Exercise directions |
Search the records for the string "caps", and show each line where it appears.

Top of Excerpted records

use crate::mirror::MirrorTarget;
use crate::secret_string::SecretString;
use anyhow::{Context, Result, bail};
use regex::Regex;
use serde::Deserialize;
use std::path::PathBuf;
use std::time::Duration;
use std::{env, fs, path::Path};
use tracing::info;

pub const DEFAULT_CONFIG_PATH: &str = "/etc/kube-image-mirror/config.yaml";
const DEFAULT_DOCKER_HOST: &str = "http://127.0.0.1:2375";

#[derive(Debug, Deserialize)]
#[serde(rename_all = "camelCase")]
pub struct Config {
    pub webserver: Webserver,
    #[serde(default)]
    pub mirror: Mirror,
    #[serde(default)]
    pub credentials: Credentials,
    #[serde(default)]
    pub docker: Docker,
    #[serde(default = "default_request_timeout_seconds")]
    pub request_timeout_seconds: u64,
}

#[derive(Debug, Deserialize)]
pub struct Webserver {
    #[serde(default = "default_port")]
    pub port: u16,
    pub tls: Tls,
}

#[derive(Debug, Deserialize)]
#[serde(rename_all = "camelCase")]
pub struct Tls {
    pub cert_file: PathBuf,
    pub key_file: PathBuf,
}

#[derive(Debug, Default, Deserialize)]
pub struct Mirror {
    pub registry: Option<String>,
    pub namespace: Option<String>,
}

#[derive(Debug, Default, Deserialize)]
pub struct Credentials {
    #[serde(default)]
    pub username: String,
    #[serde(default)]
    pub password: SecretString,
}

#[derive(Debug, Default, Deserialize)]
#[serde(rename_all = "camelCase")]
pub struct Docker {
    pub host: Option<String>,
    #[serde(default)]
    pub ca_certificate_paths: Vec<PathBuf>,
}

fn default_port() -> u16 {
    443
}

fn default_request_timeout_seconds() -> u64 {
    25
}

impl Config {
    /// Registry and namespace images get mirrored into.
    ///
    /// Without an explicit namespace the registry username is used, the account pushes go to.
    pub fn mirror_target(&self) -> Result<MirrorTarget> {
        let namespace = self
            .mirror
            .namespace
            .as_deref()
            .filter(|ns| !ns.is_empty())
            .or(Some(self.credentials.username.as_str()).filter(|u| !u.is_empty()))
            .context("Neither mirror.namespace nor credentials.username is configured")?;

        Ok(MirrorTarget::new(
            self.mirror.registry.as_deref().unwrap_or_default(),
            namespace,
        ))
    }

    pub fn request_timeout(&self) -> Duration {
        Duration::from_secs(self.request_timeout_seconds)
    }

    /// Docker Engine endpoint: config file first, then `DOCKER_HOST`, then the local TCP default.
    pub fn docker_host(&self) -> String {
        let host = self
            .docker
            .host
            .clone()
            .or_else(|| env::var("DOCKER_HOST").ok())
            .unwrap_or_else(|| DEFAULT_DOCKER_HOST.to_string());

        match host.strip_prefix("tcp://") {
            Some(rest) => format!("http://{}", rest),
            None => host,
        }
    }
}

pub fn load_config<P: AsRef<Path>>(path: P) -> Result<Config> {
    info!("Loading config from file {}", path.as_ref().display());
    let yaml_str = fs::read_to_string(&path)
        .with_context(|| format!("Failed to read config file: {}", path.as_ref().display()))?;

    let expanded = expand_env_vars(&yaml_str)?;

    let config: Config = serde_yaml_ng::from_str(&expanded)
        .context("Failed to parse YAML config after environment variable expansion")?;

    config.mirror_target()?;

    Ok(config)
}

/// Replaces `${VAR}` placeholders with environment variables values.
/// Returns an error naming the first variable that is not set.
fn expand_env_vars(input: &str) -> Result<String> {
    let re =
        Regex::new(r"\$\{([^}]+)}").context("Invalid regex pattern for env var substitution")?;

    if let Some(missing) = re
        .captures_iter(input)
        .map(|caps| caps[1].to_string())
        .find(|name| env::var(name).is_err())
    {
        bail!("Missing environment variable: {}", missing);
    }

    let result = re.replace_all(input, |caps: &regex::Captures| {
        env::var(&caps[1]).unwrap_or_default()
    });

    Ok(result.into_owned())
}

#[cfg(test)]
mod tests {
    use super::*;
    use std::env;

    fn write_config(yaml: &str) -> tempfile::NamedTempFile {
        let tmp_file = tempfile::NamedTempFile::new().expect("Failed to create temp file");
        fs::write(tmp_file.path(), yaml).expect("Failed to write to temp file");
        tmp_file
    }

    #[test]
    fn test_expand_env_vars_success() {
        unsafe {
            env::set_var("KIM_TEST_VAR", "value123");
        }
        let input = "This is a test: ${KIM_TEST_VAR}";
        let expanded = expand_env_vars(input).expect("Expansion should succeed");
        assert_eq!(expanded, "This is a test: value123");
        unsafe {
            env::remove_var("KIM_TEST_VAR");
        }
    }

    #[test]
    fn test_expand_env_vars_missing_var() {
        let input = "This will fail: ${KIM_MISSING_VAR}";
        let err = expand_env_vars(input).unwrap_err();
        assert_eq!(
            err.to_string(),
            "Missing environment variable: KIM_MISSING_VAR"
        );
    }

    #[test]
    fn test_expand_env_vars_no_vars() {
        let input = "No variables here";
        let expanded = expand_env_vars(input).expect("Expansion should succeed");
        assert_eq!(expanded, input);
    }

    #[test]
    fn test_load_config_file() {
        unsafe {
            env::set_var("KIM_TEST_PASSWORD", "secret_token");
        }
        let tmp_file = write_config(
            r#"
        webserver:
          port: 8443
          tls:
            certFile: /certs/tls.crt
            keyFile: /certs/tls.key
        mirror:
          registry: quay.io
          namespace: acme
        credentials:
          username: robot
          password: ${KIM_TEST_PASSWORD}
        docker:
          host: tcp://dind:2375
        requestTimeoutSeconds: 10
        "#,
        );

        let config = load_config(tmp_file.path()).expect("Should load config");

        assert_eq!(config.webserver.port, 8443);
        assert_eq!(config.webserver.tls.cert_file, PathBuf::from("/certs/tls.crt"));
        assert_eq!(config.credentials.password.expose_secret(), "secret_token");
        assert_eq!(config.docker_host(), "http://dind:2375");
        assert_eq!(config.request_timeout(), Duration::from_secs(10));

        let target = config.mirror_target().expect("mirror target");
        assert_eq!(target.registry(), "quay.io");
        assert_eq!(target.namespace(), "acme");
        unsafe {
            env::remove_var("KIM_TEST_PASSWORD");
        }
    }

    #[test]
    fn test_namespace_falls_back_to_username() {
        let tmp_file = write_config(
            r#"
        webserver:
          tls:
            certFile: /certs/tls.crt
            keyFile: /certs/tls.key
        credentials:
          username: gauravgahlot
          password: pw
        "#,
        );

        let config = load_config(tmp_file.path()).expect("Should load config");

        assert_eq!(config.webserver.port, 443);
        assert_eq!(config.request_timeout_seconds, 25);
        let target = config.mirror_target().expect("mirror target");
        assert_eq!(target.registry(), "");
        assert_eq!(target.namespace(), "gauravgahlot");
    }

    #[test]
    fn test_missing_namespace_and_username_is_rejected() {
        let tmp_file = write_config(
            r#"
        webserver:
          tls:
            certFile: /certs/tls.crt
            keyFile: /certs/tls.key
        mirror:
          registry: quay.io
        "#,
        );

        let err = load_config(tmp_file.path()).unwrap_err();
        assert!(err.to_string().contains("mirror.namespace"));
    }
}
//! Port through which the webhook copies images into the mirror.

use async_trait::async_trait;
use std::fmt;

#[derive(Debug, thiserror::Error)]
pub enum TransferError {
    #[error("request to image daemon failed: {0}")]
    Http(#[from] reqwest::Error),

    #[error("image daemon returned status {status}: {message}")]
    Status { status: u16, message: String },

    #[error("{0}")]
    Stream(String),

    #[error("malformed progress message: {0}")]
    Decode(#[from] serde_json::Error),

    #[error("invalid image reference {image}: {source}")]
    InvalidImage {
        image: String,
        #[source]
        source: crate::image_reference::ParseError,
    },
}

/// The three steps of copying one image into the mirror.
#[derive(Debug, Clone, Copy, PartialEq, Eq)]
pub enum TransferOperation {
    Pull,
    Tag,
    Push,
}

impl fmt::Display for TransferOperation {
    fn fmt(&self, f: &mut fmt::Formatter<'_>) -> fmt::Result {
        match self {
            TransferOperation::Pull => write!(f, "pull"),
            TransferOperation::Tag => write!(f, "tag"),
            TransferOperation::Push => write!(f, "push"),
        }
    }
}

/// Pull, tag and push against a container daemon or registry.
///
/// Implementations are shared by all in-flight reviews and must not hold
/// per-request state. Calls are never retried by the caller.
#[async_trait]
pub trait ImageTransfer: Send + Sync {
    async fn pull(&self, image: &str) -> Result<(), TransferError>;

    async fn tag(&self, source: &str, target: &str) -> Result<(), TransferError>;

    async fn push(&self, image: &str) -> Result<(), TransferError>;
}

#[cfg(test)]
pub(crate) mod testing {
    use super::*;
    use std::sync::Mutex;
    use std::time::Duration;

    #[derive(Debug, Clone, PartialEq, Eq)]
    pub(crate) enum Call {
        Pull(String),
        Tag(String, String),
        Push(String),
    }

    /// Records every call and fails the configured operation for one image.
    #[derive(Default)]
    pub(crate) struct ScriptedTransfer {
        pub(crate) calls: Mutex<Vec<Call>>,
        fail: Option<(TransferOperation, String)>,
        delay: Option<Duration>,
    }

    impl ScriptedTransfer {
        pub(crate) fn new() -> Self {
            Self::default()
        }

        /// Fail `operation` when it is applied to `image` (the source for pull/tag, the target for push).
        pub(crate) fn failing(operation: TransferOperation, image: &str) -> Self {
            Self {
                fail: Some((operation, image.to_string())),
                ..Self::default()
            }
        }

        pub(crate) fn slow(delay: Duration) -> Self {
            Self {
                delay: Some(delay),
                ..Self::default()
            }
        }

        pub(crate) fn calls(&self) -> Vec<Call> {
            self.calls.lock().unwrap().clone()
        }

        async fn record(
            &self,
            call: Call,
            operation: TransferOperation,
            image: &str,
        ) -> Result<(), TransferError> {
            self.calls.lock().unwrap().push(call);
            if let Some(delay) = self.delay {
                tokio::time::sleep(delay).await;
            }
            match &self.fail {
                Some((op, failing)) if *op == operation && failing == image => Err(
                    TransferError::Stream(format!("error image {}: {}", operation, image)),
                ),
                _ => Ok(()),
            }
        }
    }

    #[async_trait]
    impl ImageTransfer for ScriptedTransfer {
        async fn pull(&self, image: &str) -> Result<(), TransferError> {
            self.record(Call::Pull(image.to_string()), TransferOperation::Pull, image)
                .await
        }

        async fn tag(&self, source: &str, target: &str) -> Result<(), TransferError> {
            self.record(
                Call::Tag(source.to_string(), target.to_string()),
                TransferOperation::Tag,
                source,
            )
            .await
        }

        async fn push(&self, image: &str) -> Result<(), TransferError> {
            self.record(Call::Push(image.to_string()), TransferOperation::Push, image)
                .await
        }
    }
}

Bottom of Excerpted records

Task response |
        .map(|caps| caps[1].to_string())
    let result = re.replace_all(input, |caps: &regex::Captures| {
        env::var(&caps[1]).unwrap_or_default()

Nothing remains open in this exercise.